TRY IT. Which lines of the records contain the word "StreamMetricsResponse"? Copy each one.

Stored items from a collection:
━━━━━━

#[cfg(test)]
mod tests {
    use super::*;
    use std::time::Duration;

    use serde_json::Value;
    use tokio::io::{AsyncBufReadExt, BufReader};
    use tokio::net::TcpListener;

    use crate::{MetricEntry, MetricKind, MetricsStreamer, StreamingExporter};

    enum Event {
        Message(Option<StreamMetricsResponse>),
        Close(StreamStatus),
    }

    struct ChannelCallbacks {
        sender: mpsc::UnboundedSender<Event>,
    }

    impl StreamCallbacks for ChannelCallbacks {
        fn on_receive_message(&self, response: Option<StreamMetricsResponse>) {
            let _ = self.sender.send(Event::Message(response));
        }

        fn on_remote_close(&self, status: StreamStatus, _message: &str) {
            let _ = self.sender.send(Event::Close(status));
        }
    }

    fn config(addr: std::net::SocketAddr) -> MetricsServiceConfig {
        let mut config = MetricsServiceConfig::default();
        config.set_collector(addr);
        config.set_connect_timeout(Duration::from_secs(2));
        config.set_service_cluster("proxy");
        config.set_service_node("proxy-1");
        config
    }

    fn message(count: usize) -> StreamMetricsMessage {
        let mut msg = StreamMetricsMessage::default();
        for i in 0..count {
            msg.push(MetricEntry {
                name: format!("test_gauge_{i}"),
                kind: MetricKind::Gauge,
                value: i as u64,
                tags: Vec::new(),
                timestamp_ms: 0,
            });
        }
        msg
    }

    async fn read_frame(lines: &mut tokio::io::Lines<BufReader<TcpStream>>) -> Value {
        let line = tokio::time::timeout(Duration::from_secs(5), lines.next_line())
            .await
            .unwrap()
            .unwrap()
            .unwrap();
        serde_json::from_str(&line).unwrap()
    }

    #[tokio::test]
    async fn stream_flow() {
        let listener = TcpListener::bind("127.0.0.1:0").await.unwrap();
        let factory = TcpMetricsServiceClientFactory::new(
            config(listener.local_addr().unwrap()),
            Handle::current(),
        );
        let client = factory.create();

        let (sender, mut events) = mpsc::unbounded_channel();
        let mut stream = client
            .start(Arc::new(ChannelCallbacks { sender }))
            .unwrap();
        stream.send_message(&message(2), false);

        let (conn, _) = listener.accept().await.unwrap();
        let (reader, mut writer) = conn.into_split();
        let mut lines = BufReader::new(reader).lines();

        let line = tokio::time::timeout(Duration::from_secs(5), lines.next_line())
            .await
            .unwrap()
            .unwrap()
            .unwrap();
        let v: Value = serde_json::from_str(&line).unwrap();
        assert_eq!(v["metrics"].as_array().map(|a| a.len()), Some(2));

        writer.write_all(b"{\"detail\":\"ok\"}\n").await.unwrap();
        match events.recv().await.unwrap() {
            Event::Message(Some(rsp)) => assert_eq!(rsp.detail.as_deref(), Some("ok")),
            _ => panic!("expected a response"),
        }

        drop(writer);
        drop(lines);
        match events.recv().await.unwrap() {
            Event::Close(status) => assert_eq!(status, StreamStatus::Unavailable),
            _ => panic!("expected a close event"),
        }
    }

    fn feed_all(lines: &mut ResponseLines, data: &[u8]) -> Vec<Option<Vec<u8>>> {
        let mut out = Vec::new();
        lines.feed(data, |line| out.push(line.map(|l| l.to_vec())));
        out
    }

    #[test]
    fn response_lines_split() {
        let mut lines = ResponseLines::default();
        assert!(feed_all(&mut lines, b"{\"detail\"").is_empty());
        let out = feed_all(&mut lines, b":\"a\"}\n{}\n{");
        assert_eq!(
            out,
            vec![Some(b"{\"detail\":\"a\"}".to_vec()), Some(b"{}".to_vec())]
        );
        let out = feed_all(&mut lines, b"}\n");
        assert_eq!(out, vec![Some(b"{}".to_vec())]);
    }

    #[test]
    fn response_lines_oversized() {
        let mut lines = ResponseLines::default();
        let long = vec![b'a'; MAX_RESPONSE_LINE_SIZE];
        assert!(feed_all(&mut lines, &long).is_empty());
        assert!(feed_all(&mut lines, b"aaaa").is_empty());
        let out = feed_all(&mut lines, b"aa\n{}\n");
        assert_eq!(out, vec![None, Some(b"{}".to_vec())]);

        // a line of exactly the max size is still accepted
        let mut data = vec![b' '; MAX_RESPONSE_LINE_SIZE - 2];
        data.extend_from_slice(b"{}\n");
        let out = feed_all(&mut lines, &data[..10]);
        assert!(out.is_empty());
        let out = feed_all(&mut lines, &data[10..]);
        assert_eq!(out.len(), 1);
        assert_eq!(out[0].as_ref().map(|l| l.len()), Some(MAX_RESPONSE_LINE_SIZE));
    }

    #[tokio::test]
    async fn undecodable_responses() {
        let listener = TcpListener::bind("127.0.0.1:0").await.unwrap();
        let client = TcpMetricsServiceClient {
            config: Arc::new(config(listener.local_addr().unwrap())),
            handle: Handle::current(),
        };
        let (sender, mut events) = mpsc::unbounded_channel();
        let _stream = client
            .start(Arc::new(ChannelCallbacks { sender }))
            .unwrap();

        let (mut conn, _) = listener.accept().await.unwrap();
        conn.write_all(b"\xff\xfe\n").await.unwrap();
        conn.write_all(&vec![b'x'; MAX_RESPONSE_LINE_SIZE + 1]).await.unwrap();
        conn.write_all(b"\n{\"detail\":\"ok\"}\n").await.unwrap();

        for _ in 0..2 {
            let event = tokio::time::timeout(Duration::from_secs(5), events.recv())
                .await
                .unwrap()
                .unwrap();
            assert!(matches!(event, Event::Message(None)));
        }
        // the stream is still usable
        let event = tokio::time::timeout(Duration::from_secs(5), events.recv())
            .await
            .unwrap()
            .unwrap();
        match event {
            Event::Message(Some(rsp)) => assert_eq!(rsp.detail.as_deref(), Some("ok")),
            _ => panic!("expected a response"),
        }
        assert!(events.try_recv().is_err());
    }

    #[tokio::test]
    async fn connect_failure() {
        let listener = TcpListener::bind("127.0.0.1:0").await.unwrap();
        let addr = listener.local_addr().unwrap();
        drop(listener);

        let client = TcpMetricsServiceClient {
            config: Arc::new(config(addr)),
            handle: Handle::current(),
        };
        let (sender, mut events) = mpsc::unbounded_channel();
        let mut stream = client
            .start(Arc::new(ChannelCallbacks { sender }))
            .unwrap();
        stream.send_message(&message(1), false);

        let event = tokio::time::timeout(Duration::from_secs(5), events.recv())
            .await
            .unwrap()
            .unwrap();
        assert!(matches!(
            event,
            Event::Close(StreamStatus::Unavailable | StreamStatus::DeadlineExceeded)
        ));
    }

    #[tokio::test]
    async fn end_of_stream() {
        let listener = TcpListener::bind("127.0.0.1:0").await.unwrap();
        let client = TcpMetricsServiceClient {
            config: Arc::new(config(listener.local_addr().unwrap())),
            handle: Handle::current(),
        };
        let (sender, mut events) = mpsc::unbounded_channel();
        let mut stream = client
            .start(Arc::new(ChannelCallbacks { sender }))
            .unwrap();
        stream.send_message(&message(1), true);
        // ignored after the end of stream
        stream.send_message(&message(3), false);

        let (conn, _) = listener.accept().await.unwrap();
        let mut conn = BufReader::new(conn);
        let mut line = String::new();
        conn.read_line(&mut line).await.unwrap();
        let v: Value = serde_json::from_str(&line).unwrap();
        assert_eq!(v["metrics"].as_array().map(|a| a.len()), Some(1));

        // the client shuts down its side after the last frame
        line.clear();
        let n = conn.read_line(&mut line).await.unwrap();
        assert_eq!(n, 0);
        drop(stream);

        // no close event is reported for a local close
        assert!(
            tokio::time::timeout(Duration::from_millis(100), events.recv())
                .await
                .map(|e| e.is_none())
                .unwrap_or(true)
        );
    }

    #[tokio::test(flavor = "multi_thread", worker_threads = 2)]
    async fn exporter_reconnect() {
        let listener = TcpListener::bind("127.0.0.1:0").await.unwrap();
        let config = config(listener.local_addr().unwrap());
        let local_info = Arc::new(config.local_info());
        let factory = TcpMetricsServiceClientFactory::new(config, Handle::current());
        let exporter = StreamingExporter::new(&factory, local_info);

        exporter.send(&mut message(2));
        assert!(exporter.is_connected());

        let (conn, _) = listener.accept().await.unwrap();
        let mut lines = BufReader::new(conn).lines();
        let v = read_frame(&mut lines).await;
        assert_eq!(v["identifier"]["node"], "proxy-1");
        assert_eq!(v["metrics"].as_array().map(|a| a.len()), Some(2));

        // the collector goes away
        drop(lines);
        for _ in 0..50 {
            if !exporter.is_connected() {
                break;
            }
            tokio::time::sleep(Duration::from_millis(20)).await;
        }
        assert!(!exporter.is_connected());

        // the next batch opens a new stream
        exporter.send(&mut message(1));
        let (conn, _) = listener.accept().await.unwrap();
        let mut lines = BufReader::new(conn).lines();
        let v = read_frame(&mut lines).await;
        assert_eq!(v["metrics"].as_array().map(|a| a.len()), Some(1));
        assert!(exporter.is_connected());
    }
}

━━━━━━

WRITTEN REPLY.
        Message(Option<StreamMetricsResponse>),
        fn on_receive_message(&self, response: Option<StreamMetricsResponse>) {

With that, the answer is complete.